Copy provided by publisher via Netgalley in exchange for an honest review.
Overall Impression: An addictive read that leaves you begging for more.
Recommend to: Fans of fantasy and Joss Whedon.
I thought that this book was a great pastiche to Joss Whedon’s, Cabin in the Woods. It has a rather similar premise, but varies just enough to have its own original spin on the idea. I am a huge fan of the movie, and Joss Wedon in general, and it was really interesting to read new take on this idea. You can still recognize what inspired this book, but it’s certainly not a rip off. I found myself rooting for the characters in this novel (well, the not evil ones) which made this book really hard to put down. I read most of it in two sittings.
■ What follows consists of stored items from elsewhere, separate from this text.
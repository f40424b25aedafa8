//! Sentiment decision layer: runs the model on an encoded complaint and
//! derives the label and confidence the rest of the system records.

mod error;
mod sentiment;

pub use error::ClassifierError;
pub use sentiment::SentimentClassifier;

use std::fmt;
use std::str::FromStr;

use serde::{Deserialize, Serialize};

use crate::encoder::EncodedInput;

/// Tolerated drift of the two-class probability mass from 1.0 before the
/// output is treated as malformed rather than a softmax rounding artifact.
pub(crate) const PROBABILITY_MASS_TOLERANCE: f32 = 0.01;

/// The two sentiment polarities this system distinguishes.
#[derive(Debug, Clone, Copy, PartialEq, Eq, Serialize, Deserialize)]
pub enum SentimentLabel {
    Positive,
    Negative,
}

impl fmt::Display for SentimentLabel {
    fn fmt(&self, f: &mut fmt::Formatter<'_>) -> fmt::Result {
        match self {
            Self::Positive => write!(f, "Positive"),
            Self::Negative => write!(f, "Negative"),
        }
    }
}

#[derive(Debug, thiserror::Error)]
#[error("unrecognized sentiment label: {0}")]
pub struct ParseLabelError(String);

impl FromStr for SentimentLabel {
    type Err = ParseLabelError;

    fn from_str(s: &str) -> Result<Self, Self::Err> {
        match s {
            "Positive" => Ok(Self::Positive),
            "Negative" => Ok(Self::Negative),
            other => Err(ParseLabelError(other.to_string())),
        }
    }
}

/// Outcome of classifying one complaint.
///
/// `confidence` is the positive-class probability as a percentage,
/// regardless of which label was predicted. A Negative prediction with
/// confidence 20.00 means the model put 20% of its mass on Positive. This
/// matches the output format of the system this one replaces and is pinned
/// by tests; see DESIGN.md before "fixing" it.
#[derive(Debug, Clone, PartialEq, Serialize)]
pub struct ClassificationResult {
    pub label: SentimentLabel,
    pub confidence: f32,
}

impl ClassificationResult {
    /// Derives label and confidence from the model's two-element
    /// probability vector. Index 1 is the positive class; the arg-max wins,
    /// and an exact tie goes to Negative (the first maximum).
    pub fn from_probabilities(probs: &[f32]) -> Result<Self, ClassifierError> {
        if probs.len() != 2 {
            return Err(ClassifierError::MalformedOutput(format!(
                "expected 2 class probabilities, got {}",
                probs.len()
            )));
        }
        if probs.iter().any(|p| !p.is_finite()) {
            return Err(ClassifierError::MalformedOutput(format!(
                "non-finite probability in model output: {:?}",
                probs
            )));
        }
        let mass: f32 = probs.iter().sum();
        if (mass - 1.0).abs() > PROBABILITY_MASS_TOLERANCE {
            return Err(ClassifierError::MalformedOutput(format!(
                "class probabilities sum to {mass}, expected ~1.0"
            )));
        }

        let label = if probs[1] > probs[0] {
            SentimentLabel::Positive
        } else {
            SentimentLabel::Negative
        };
        Ok(Self {
            label,
            confidence: probs[1] * 100.0,
        })
    }

    /// The confidence rendered the way records store and display it:
    /// a percentage with two-decimal precision.
    pub fn confidence_percent(&self) -> String {
        format!("{:.2}", self.confidence)
    }
}

/// The inference seam. The submission pipeline is written against this
/// trait so tests can substitute a scripted double for the ONNX session.
pub trait Classify {
    fn classify(&self, encoded: &EncodedInput) -> Result<ClassificationResult, ClassifierError>;
}

#[cfg(test)]
mod tests {
    use super::*;

    #[test]
    fn test_positive_argmax() {
        let result = ClassificationResult::from_probabilities(&[0.1, 0.9]).unwrap();
        assert_eq!(result.label, SentimentLabel::Positive);
        assert_eq!(result.confidence_percent(), "90.00");
    }

    #[test]
    fn test_negative_still_reports_positive_mass() {
        let result = ClassificationResult::from_probabilities(&[0.8, 0.2]).unwrap();
        assert_eq!(result.label, SentimentLabel::Negative);
        assert_eq!(result.confidence_percent(), "20.00");
    }

    #[test]
    fn test_exact_tie_goes_negative() {
        let result = ClassificationResult::from_probabilities(&[0.5, 0.5]).unwrap();
        assert_eq!(result.label, SentimentLabel::Negative);
        assert_eq!(result.confidence_percent(), "50.00");
    }

    #[test]
    fn test_wrong_arity_rejected() {
        for probs in [&[][..], &[1.0][..], &[0.2, 0.3, 0.5][..]] {
            let err = ClassificationResult::from_probabilities(probs).unwrap_err();
            assert!(matches!(err, ClassifierError::MalformedOutput(_)));
        }
    }

    #[test]
    fn test_non_finite_rejected() {
        let err = ClassificationResult::from_probabilities(&[f32::NAN, 1.0]).unwrap_err();
        assert!(matches!(err, ClassifierError::MalformedOutput(_)));
    }

    #[test]
    fn test_mass_far_from_one_rejected() {
        let err = ClassificationResult::from_probabilities(&[0.9, 0.9]).unwrap_err();
        assert!(matches!(err, ClassifierError::MalformedOutput(_)));
    }

    #[test]
    fn test_mass_within_tolerance_accepted() {
        assert!(ClassificationResult::from_probabilities(&[0.304, 0.7]).is_ok());
    }

    #[test]
    fn test_label_round_trips_through_display() {
        for label in [SentimentLabel::Positive, SentimentLabel::Negative] {
            assert_eq!(label.to_string().parse::<SentimentLabel>().unwrap(), label);
        }
        assert!("Positivo".parse::<SentimentLabel>().is_err());
    }
}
It was a great examination into the horror genre, The characters, once they are immersed in the ritual, are forced into the archetypes of horror movie characters that we know so well. These examinations always capture my interest, and I did enjoy that there were moments in the book that did make me giggle. Mainly this came from moments when the characters in the book have a brief moment of clarity when they wonder why the heck they or another character is acting a certain way, sometimes thinking the same things that we think when we watch horror movies.
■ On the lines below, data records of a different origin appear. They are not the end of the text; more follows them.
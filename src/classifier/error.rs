use std::time::Duration;

/// Per-request classification failures. None of these are persisted; the
/// pipeline reports them to the caller and leaves the record store alone.
#[derive(Debug, thiserror::Error)]
pub enum ClassifierError {
    /// The runtime failed while building tensors or executing the model.
    #[error("inference failed: {0}")]
    Inference(String),
    /// The model ran but produced something that is not a two-class
    /// probability vector.
    #[error("malformed model output: {0}")]
    MalformedOutput(String),
    /// Inference did not finish within the configured bound.
    #[error("inference timed out after {0:?}")]
    Timeout(Duration),
}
I’m also pretty sure that there is an Office Space reference in this book, and it totally made my day. You know something is good when it references Office Space.
I’ve got to say that I’m a fan of Olivia, the main female protagonist. She’s smart, level-headed, and good in a crisis. In fact, there probably wouldn’t have been any survivors if it weren’t for her. I believe that James acts as a good compliment. Olivia can sometimes be a little too blunt about things, and can seem a bit unaffected by some of the more gory things that happen during the ritual. These are the moments when James comes in and reminds Olivia that not everyone is a trained nurse, so straightforward diagnoses of the cause of death may not be as helpful as she thinks. Despite this, Olivia is still an endearing character with a lot of heart, and it’s easy to root for both her and James throughout the book.
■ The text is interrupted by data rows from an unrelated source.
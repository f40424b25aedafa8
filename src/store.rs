use std::path::{Path, PathBuf};
use std::time::Duration;

use log::debug;
use rusqlite::{params, Connection};
use serde::Serialize;

use crate::classifier::SentimentLabel;

/// Failures at the storage boundary, split so callers can tell a rejected
/// write from a failed read and degrade accordingly.
#[derive(Debug, thiserror::Error)]
pub enum StoreError {
    #[error("failed to open record store at {path}: {source}")]
    Open {
        path: PathBuf,
        #[source]
        source: rusqlite::Error,
    },
    #[error("failed to write record: {0}")]
    Write(#[source] rusqlite::Error),
    #[error("failed to read records: {0}")]
    Read(#[source] rusqlite::Error),
    /// A stored row holds a label string neither variant recognizes.
    /// Surfaced instead of silently defaulting a sentiment.
    #[error("record store holds an unrecognized label: {0}")]
    Corrupt(String),
}

/// One durably stored complaint with its classification outcome. Immutable
/// once appended; the store never updates or deletes rows.
#[derive(Debug, Clone, PartialEq, Serialize)]
pub struct ComplaintRecord {
    pub submitter_id: String,
    pub text: String,
    pub label: SentimentLabel,
    /// Percentage with two-decimal precision, e.g. `"90.00"`. Stored as
    /// text so what reviewers see is exactly what was computed.
    pub confidence: String,
}

/// Append-and-query store over a single SQLite table. Every call opens and
/// closes its own connection; SQLite's transactional guarantees serialize
/// concurrent writers, and no long-lived handle can pin a lock across
/// requests.
#[derive(Debug, Clone)]
pub struct RecordStore {
    db_path: PathBuf,
}

impl RecordStore {
    /// Human-facing column labels for tabular display of `list_all`
    /// results, in projection order.
    pub const DISPLAY_COLUMNS: [&'static str; 4] =
        ["Author", "Complaint", "Sentiment", "Confidence"];

    pub fn new(db_path: impl Into<PathBuf>) -> Self {
        Self {
            db_path: db_path.into(),
        }
    }

    pub fn db_path(&self) -> &Path {
        &self.db_path
    }

    fn open(&self) -> Result<Connection, StoreError> {
        let conn = Connection::open(&self.db_path).map_err(|source| StoreError::Open {
            path: self.db_path.clone(),
            source,
        })?;
        // Concurrent writers queue on SQLite's lock instead of surfacing
        // SQLITE_BUSY to the caller.
        conn.busy_timeout(Duration::from_secs(5))
            .map_err(|source| StoreError::Open {
                path: self.db_path.clone(),
                source,
            })?;
        Ok(conn)
    }

    /// Creates the complaints table if it does not exist. Idempotent; safe
    /// to call on every process start.
    pub fn ensure_schema(&self) -> Result<(), StoreError> {
        let conn = self.open()?;
        conn.execute(
            "CREATE TABLE IF NOT EXISTS complaints(
                id TEXT NOT NULL,
                text TEXT NOT NULL,
                label TEXT NOT NULL,
                confidence TEXT NOT NULL
            )",
            [],
        )
        .map_err(StoreError::Write)?;
        debug!("record store schema ensured at {:?}", self.db_path);
        Ok(())
    }

    /// Durably appends one record. A single-statement SQLite insert either
    /// fully commits or leaves the table unchanged; there is no partial-row
    /// outcome.
    pub fn append(&self, record: &ComplaintRecord) -> Result<(), StoreError> {
        let conn = self.open()?;
        conn.execute(
            "INSERT INTO complaints(id, text, label, confidence) VALUES (?1, ?2, ?3, ?4)",
            params![
                record.submitter_id,
                record.text,
                record.label.to_string(),
                record.confidence
            ],
        )
        .map_err(StoreError::Write)?;
        Ok(())
    }

    /// Returns every record in insertion order. A full scan; the expected
    /// volume is a reviewer submitting complaints over time, not a firehose.
    pub fn list_all(&self) -> Result<Vec<ComplaintRecord>, StoreError> {
        let conn = self.open()?;
        let mut stmt = conn
            .prepare("SELECT id, text, label, confidence FROM complaints ORDER BY rowid")
            .map_err(StoreError::Read)?;
        let rows = stmt
            .query_map([], |row| {
                Ok((
                    row.get::<_, String>(0)?,
                    row.get::<_, String>(1)?,
                    row.get::<_, String>(2)?,
                    row.get::<_, String>(3)?,
                ))
            })
            .map_err(StoreError::Read)?;

        let mut records = Vec::new();
        for row in rows {
            let (submitter_id, text, label, confidence) = row.map_err(StoreError::Read)?;
            let label = label
                .parse::<SentimentLabel>()
                .map_err(|e| StoreError::Corrupt(e.to_string()))?;
            records.push(ComplaintRecord {
                submitter_id,
                text,
                label,
                confidence,
            });
        }
        Ok(records)
    }
}

#[cfg(test)]
mod tests {
    use super::*;

    fn scratch_store() -> (tempfile::TempDir, RecordStore) {
        let dir = tempfile::tempdir().expect("Failed to create temp dir");
        let store = RecordStore::new(dir.path().join("complaints.db"));
        store.ensure_schema().expect("Failed to create schema");
        (dir, store)
    }

    fn sample_record(id: &str) -> ComplaintRecord {
        ComplaintRecord {
            submitter_id: id.to_string(),
            text: "Muito bom atendimento".to_string(),
            label: SentimentLabel::Positive,
            confidence: "90.00".to_string(),
        }
    }

    #[test]
    fn test_schema_is_idempotent() {
        let (_dir, store) = scratch_store();
        assert!(store.ensure_schema().is_ok());
        assert!(store.ensure_schema().is_ok());
    }

    #[test]
    fn test_append_then_list_round_trips() {
        let (_dir, store) = scratch_store();
        let record = sample_record("SIGU000001");
        store.append(&record).unwrap();

        let records = store.list_all().unwrap();
        assert_eq!(records, vec![record]);
    }

    #[test]
    fn test_list_preserves_insertion_order() {
        let (_dir, store) = scratch_store();
        for i in 0..5 {
            let mut record = sample_record(&format!("SIGU00000{}", i));
            record.confidence = format!("{}.00", 10 + i);
            store.append(&record).unwrap();
        }

        let ids: Vec<_> = store
            .list_all()
            .unwrap()
            .into_iter()
            .map(|r| r.submitter_id)
            .collect();
        assert_eq!(
            ids,
            ["SIGU000000", "SIGU000001", "SIGU000002", "SIGU000003", "SIGU000004"]
        );
    }

    #[test]
    fn test_repeat_submitters_are_allowed() {
        let (_dir, store) = scratch_store();
        store.append(&sample_record("SIGU000001")).unwrap();
        store.append(&sample_record("SIGU000001")).unwrap();
        assert_eq!(store.list_all().unwrap().len(), 2);
    }

    #[test]
    fn test_unrecognized_label_surfaces_corrupt() {
        let (_dir, store) = scratch_store();
        let conn = Connection::open(store.db_path()).unwrap();
        conn.execute(
            "INSERT INTO complaints(id, text, label, confidence) VALUES (?1, ?2, ?3, ?4)",
            params!["SIGU000001", "texto", "Neutral", "50.00"],
        )
        .unwrap();

        let err = store.list_all().unwrap_err();
        assert!(matches!(err, StoreError::Corrupt(_)));
    }

    #[test]
    fn test_write_to_unwritable_path_fails() {
        let store = RecordStore::new("/nonexistent-dir/complaints.db");
        let err = store.ensure_schema().unwrap_err();
        assert!(matches!(err, StoreError::Open { .. }));
    }
}
//! Process executor for scenario scripts.
//!
//! Runs one script through its interpreter with a timeout, capturing stdout
//! and stderr separately and concatenated. Every failure mode (missing
//! script, spawn error, non-zero exit, timeout) comes back as an
//! [`ExecutionOutcome`] with `succeeded == false`; [`ScriptExecutor::run`]
//! never returns an error.
//!
//! # Timeouts
//!
//! On Unix the script is started in its own process group. When the timeout
//! expires the whole group is killed, so helpers the script spawned do not
//! outlive it. Output readers are drained with a short grace period after the
//! child is reaped; a grandchild that escaped the group and still holds a pipe
//! open cannot stall the harness.

use std::collections::BTreeMap;
use std::ffi::OsString;
use std::io::Read;
use std::path::Path;
use std::process::{Child, Command, Stdio};
use std::sync::mpsc::{self, Receiver};
use std::thread;
use std::time::{Duration, Instant};

use tracing::{debug, warn};

use crate::config::HarnessConfig;

/// How often the child is polled for exit.
const POLL_INTERVAL: Duration = Duration::from_millis(50);

/// How long to keep draining pipes after the child has been reaped.
const OUTPUT_GRACE: Duration = Duration::from_secs(2);

// ---------------------------------------------------------------------------
// ExecutionOutcome
// ---------------------------------------------------------------------------

/// Result of running one script. Never mutated after construction.
#[derive(Clone, Debug, PartialEq)]
pub struct ExecutionOutcome {
    /// True iff the script exited with code zero.
    pub succeeded: bool,
    /// Captured stdout followed by captured stderr.
    pub combined_output: String,
    /// Wall-clock time from spawn (or lookup) to reap.
    pub elapsed_seconds: f64,
    /// Captured stdout.
    pub stdout: String,
    /// Captured stderr, plus the harness's own failure message if any.
    pub stderr: String,
    /// Exit code, if the process exited normally.
    pub exit_code: Option<i32>,
    /// True if the script was killed for exceeding its timeout.
    pub timed_out: bool,
}

impl ExecutionOutcome {
    /// A failure that happened before (or instead of) running the script.
    fn not_run(message: String, elapsed: Duration) -> Self {
        Self {
            succeeded: false,
            combined_output: message.clone(),
            elapsed_seconds: elapsed.as_secs_f64(),
            stdout: String::new(),
            stderr: message,
            exit_code: None,
            timed_out: false,
        }
    }
}

// ---------------------------------------------------------------------------
// Interpreter dispatch
// ---------------------------------------------------------------------------

/// Script families the executor knows how to launch.
#[derive(Clone, Copy, Debug, PartialEq, Eq)]
pub enum ScriptKind {
    /// `.py` scripts, launched through the Python interpreter command.
    Python,
    /// Everything else, launched through the shell interpreter command.
    Shell,
}

impl ScriptKind {
    /// Pick the family from the script's extension.
    #[must_use]
    pub fn for_path(path: &Path) -> Self {
        match path.extension().and_then(|e| e.to_str()) {
            Some("py") => Self::Python,
            _ => Self::Shell,
        }
    }
}

// ---------------------------------------------------------------------------
// ScriptExecutor
// ---------------------------------------------------------------------------

/// Launches scenario scripts with the configured interpreters and
/// environment overrides.
#[derive(Clone, Debug)]
pub struct ScriptExecutor {
    python: Vec<String>,
    shell: Vec<String>,
    env: BTreeMap<String, String>,
}

impl Default for ScriptExecutor {
    fn default() -> Self {
        Self::new(&HarnessConfig::default())
    }
}

impl ScriptExecutor {
    /// Build an executor from the harness configuration.
    #[must_use]
    pub fn new(config: &HarnessConfig) -> Self {
        Self {
            python: config.runner.python.clone(),
            shell: config.runner.shell.clone(),
            env: config.env.clone(),
        }
    }

    /// The full argv used to run `script`: interpreter prefix, then the path.
    #[must_use]
    pub fn command_line(&self, script: &Path) -> Vec<OsString> {
        let prefix = match ScriptKind::for_path(script) {
            ScriptKind::Python => &self.python,
            ScriptKind::Shell => &self.shell,
        };
        prefix
            .iter()
            .map(OsString::from)
            .chain(std::iter::once(script.as_os_str().to_owned()))
            .collect()
    }

    /// Run `script` from its own directory, killing it after `timeout`.
    #[must_use]
    pub fn run(&self, script: &Path, timeout: Duration) -> ExecutionOutcome {
        let start = Instant::now();

        if !script.is_file() {
            return ExecutionOutcome::not_run(
                format!("Script not found: {}", script.display()),
                start.elapsed(),
            );
        }

        let argv = self.command_line(script);
        let Some((program, args)) = argv.split_first() else {
            return ExecutionOutcome::not_run(
                "Error running script: no interpreter configured".to_owned(),
                start.elapsed(),
            );
        };
        let working_dir = script.parent().unwrap_or_else(|| Path::new("."));

        let mut cmd = Command::new(program);
        cmd.args(args)
            .current_dir(working_dir)
            .envs(&self.env)
            .stdin(Stdio::null())
            .stdout(Stdio::piped())
            .stderr(Stdio::piped());
        if let Some(traceparent) = crate::telemetry::current_traceparent() {
            cmd.env("TRACEPARENT", traceparent);
        }
        #[cfg(unix)]
        {
            use std::os::unix::process::CommandExt as _;
            cmd.process_group(0);
        }

        debug!(script = %script.display(), ?argv, timeout_secs = timeout.as_secs_f64(), "spawning script");

        let mut child = match cmd.spawn() {
            Ok(child) => child,
            Err(e) => {
                warn!(script = %script.display(), error = %e, "failed to spawn script");
                return ExecutionOutcome::not_run(
                    format!("Error running script: {e}"),
                    start.elapsed(),
                );
            }
        };

        let stdout_rx = spawn_reader(child.stdout.take());
        let stderr_rx = spawn_reader(child.stderr.take());

        let mut wait_error = None;
        let mut timed_out = false;
        let status = loop {
            match child.try_wait() {
                Ok(Some(status)) => break Some(status),
                Ok(None) => {
                    if start.elapsed() >= timeout {
                        warn!(script = %script.display(), "script timed out; killing process group");
                        timed_out = true;
                        terminate(&mut child);
                        break child.wait().ok();
                    }
                    thread::sleep(POLL_INTERVAL);
                }
                Err(e) => {
                    wait_error = Some(e);
                    terminate(&mut child);
                    break child.wait().ok();
                }
            }
        };

        let elapsed = start.elapsed();
        let deadline = Instant::now() + OUTPUT_GRACE;
        let stdout = drain(stdout_rx, deadline);
        let mut stderr = drain(stderr_rx, deadline);

        let harness_message = if timed_out {
            Some(format!("Timeout after {} seconds", display_secs(timeout)))
        } else {
            wait_error.map(|e| format!("Error running script: {e}"))
        };
        if let Some(message) = harness_message {
            if !stderr.is_empty() && !stderr.ends_with('\n') {
                stderr.push('\n');
            }
            stderr.push_str(&message);
        }

        let exit_code = status.and_then(|s| s.code());
        let succeeded = !timed_out && status.is_some_and(|s| s.success());
        debug!(
            script = %script.display(),
            ?exit_code,
            timed_out,
            elapsed_secs = elapsed.as_secs_f64(),
            "script finished"
        );

        ExecutionOutcome {
            succeeded,
            combined_output: format!("{stdout}{stderr}"),
            elapsed_seconds: elapsed.as_secs_f64(),
            stdout,
            stderr,
            exit_code,
            timed_out,
        }
    }
}

/// Kill the child and, on Unix, every process in its group.
fn terminate(child: &mut Child) {
    #[cfg(unix)]
    {
        // The child leads its own group (process_group(0)), so -pid is the group.
        let _ = Command::new("kill")
            .args(["-KILL", &format!("-{}", child.id())])
            .stdout(Stdio::null())
            .stderr(Stdio::null())
            .status();
    }
    let _ = child.kill();
}

fn spawn_reader<R: Read + Send + 'static>(reader: Option<R>) -> Option<Receiver<Vec<u8>>> {
    let mut reader = reader?;
    let (tx, rx) = mpsc::channel();
    thread::spawn(move || {
        let mut buf = [0_u8; 8192];
        loop {
            match reader.read(&mut buf) {
                Ok(0) | Err(_) => break,
                Ok(n) => {
                    if tx.send(buf[..n].to_vec()).is_err() {
                        break;
                    }
                }
            }
        }
    });
    Some(rx)
}

/// Collect everything a reader produced until it closes or `deadline` passes.
fn drain(rx: Option<Receiver<Vec<u8>>>, deadline: Instant) -> String {
    let Some(rx) = rx else {
        return String::new();
    };
    let mut bytes = Vec::new();
    loop {
        let wait = deadline.saturating_duration_since(Instant::now());
        match rx.recv_timeout(wait) {
            Ok(chunk) => bytes.extend_from_slice(&chunk),
            Err(_) => break,
        }
    }
    String::from_utf8_lossy(&bytes).into_owned()
}

fn display_secs(d: Duration) -> String {
    if d.subsec_nanos() == 0 {
        d.as_secs().to_string()
    } else {
        format!("{:.1}", d.as_secs_f64())
    }
}

// ---------------------------------------------------------------------------
// Tests
// ---------------------------------------------------------------------------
One of the only issues I had was the fact that the characters who were not the main three got lost by about halfway through the book. They were developed a little bit in the beginning to give us a sense of who they were, but that was about it. This especially rings true for Colette. Colette plays the role of the sexy, blonde girl that always dies in horror movies, and sadly, she actually ends up staying in this role for the entire book. All of the other characters have a least one scene from their past that really tells us about them, but Colette doesn’t have one. (Neither does Keto, though we at least find out a little bit about him through James.) We practically know nothing about her, and while the other characters seem to break away from the formulaic horror movie stereotypes in their real lives, it almost seems like Colette was just a living, breathing stereotype. This seemed unfortunate since I thought that it would have been interesting to give her a little more back story like the rest of the characters.
Other than that, the book is solid. It’s an addictive read, so be sure that you start this book when you have time to get lost in something. Luckily, this is going to be a series, so we get to read even more!